__Instructions to follow__: Copy every line from the records below that carries the word "WHERE".

__Source information__:
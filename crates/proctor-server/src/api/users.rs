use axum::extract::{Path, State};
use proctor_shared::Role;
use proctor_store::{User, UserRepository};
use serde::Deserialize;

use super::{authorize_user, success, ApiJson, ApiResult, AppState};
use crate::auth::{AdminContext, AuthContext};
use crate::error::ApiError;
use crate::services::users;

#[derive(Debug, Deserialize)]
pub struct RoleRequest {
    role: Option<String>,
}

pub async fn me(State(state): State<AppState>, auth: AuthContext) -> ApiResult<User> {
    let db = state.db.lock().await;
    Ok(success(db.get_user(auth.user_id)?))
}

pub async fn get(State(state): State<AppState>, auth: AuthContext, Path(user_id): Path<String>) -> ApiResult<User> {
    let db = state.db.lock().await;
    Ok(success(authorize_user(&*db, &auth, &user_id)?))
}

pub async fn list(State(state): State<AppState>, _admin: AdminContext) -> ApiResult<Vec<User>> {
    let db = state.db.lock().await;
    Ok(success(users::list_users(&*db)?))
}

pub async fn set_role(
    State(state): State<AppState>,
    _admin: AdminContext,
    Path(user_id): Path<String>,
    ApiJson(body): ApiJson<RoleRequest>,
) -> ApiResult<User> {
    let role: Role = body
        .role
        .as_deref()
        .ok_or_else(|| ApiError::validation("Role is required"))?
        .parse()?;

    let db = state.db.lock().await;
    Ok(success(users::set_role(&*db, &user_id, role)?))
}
* * *
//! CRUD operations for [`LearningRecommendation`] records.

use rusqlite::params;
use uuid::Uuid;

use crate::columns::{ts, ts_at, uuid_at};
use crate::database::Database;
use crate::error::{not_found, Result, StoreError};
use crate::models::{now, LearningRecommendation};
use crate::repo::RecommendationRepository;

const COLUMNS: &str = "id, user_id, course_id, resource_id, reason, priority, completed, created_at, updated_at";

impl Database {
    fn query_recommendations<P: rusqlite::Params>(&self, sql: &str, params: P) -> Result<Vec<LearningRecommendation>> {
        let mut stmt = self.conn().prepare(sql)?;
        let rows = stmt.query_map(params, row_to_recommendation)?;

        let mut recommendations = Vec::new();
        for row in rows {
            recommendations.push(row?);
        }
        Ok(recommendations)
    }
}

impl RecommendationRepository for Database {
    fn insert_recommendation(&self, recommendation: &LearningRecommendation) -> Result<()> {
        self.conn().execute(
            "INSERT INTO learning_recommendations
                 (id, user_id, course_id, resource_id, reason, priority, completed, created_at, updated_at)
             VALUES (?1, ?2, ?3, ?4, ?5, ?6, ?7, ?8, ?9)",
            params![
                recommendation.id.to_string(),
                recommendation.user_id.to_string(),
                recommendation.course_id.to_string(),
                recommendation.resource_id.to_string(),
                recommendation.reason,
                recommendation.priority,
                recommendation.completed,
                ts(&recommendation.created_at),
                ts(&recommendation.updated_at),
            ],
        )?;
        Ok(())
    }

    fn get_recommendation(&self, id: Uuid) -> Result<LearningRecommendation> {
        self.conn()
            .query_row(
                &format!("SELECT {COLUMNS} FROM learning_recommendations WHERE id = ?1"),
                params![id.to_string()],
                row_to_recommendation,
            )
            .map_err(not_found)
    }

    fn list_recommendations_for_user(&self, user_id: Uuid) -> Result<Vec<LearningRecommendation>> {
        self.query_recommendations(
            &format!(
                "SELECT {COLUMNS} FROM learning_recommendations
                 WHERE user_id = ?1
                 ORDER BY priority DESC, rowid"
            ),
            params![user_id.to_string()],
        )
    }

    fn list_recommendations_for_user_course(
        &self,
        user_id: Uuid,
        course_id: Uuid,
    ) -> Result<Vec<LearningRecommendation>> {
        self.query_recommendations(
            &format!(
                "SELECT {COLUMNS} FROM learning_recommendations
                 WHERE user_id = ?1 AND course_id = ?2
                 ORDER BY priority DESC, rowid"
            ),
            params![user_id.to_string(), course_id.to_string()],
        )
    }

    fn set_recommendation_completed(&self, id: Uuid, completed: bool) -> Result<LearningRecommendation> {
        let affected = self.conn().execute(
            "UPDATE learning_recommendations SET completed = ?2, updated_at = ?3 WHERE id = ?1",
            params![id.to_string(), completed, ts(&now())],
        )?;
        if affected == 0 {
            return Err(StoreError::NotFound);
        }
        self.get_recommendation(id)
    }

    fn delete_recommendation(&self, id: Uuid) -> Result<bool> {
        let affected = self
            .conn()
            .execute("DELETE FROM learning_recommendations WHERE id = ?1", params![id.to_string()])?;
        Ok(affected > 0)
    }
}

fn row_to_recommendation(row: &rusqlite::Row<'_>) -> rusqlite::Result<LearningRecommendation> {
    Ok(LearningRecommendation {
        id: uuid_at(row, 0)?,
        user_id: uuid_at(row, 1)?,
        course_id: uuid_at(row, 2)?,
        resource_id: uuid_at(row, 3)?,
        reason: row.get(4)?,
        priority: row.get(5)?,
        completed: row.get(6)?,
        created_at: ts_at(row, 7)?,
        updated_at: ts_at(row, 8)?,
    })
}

__Result of this task__:
                &format!("SELECT {COLUMNS} FROM learning_recommendations WHERE id = ?1"),
                 WHERE user_id = ?1
                 WHERE user_id = ?1 AND course_id = ?2
            "UPDATE learning_recommendations SET completed = ?2, updated_at = ?3 WHERE id = ?1",
            .execute("DELETE FROM learning_recommendations WHERE id = ?1", params![id.to_string()])?;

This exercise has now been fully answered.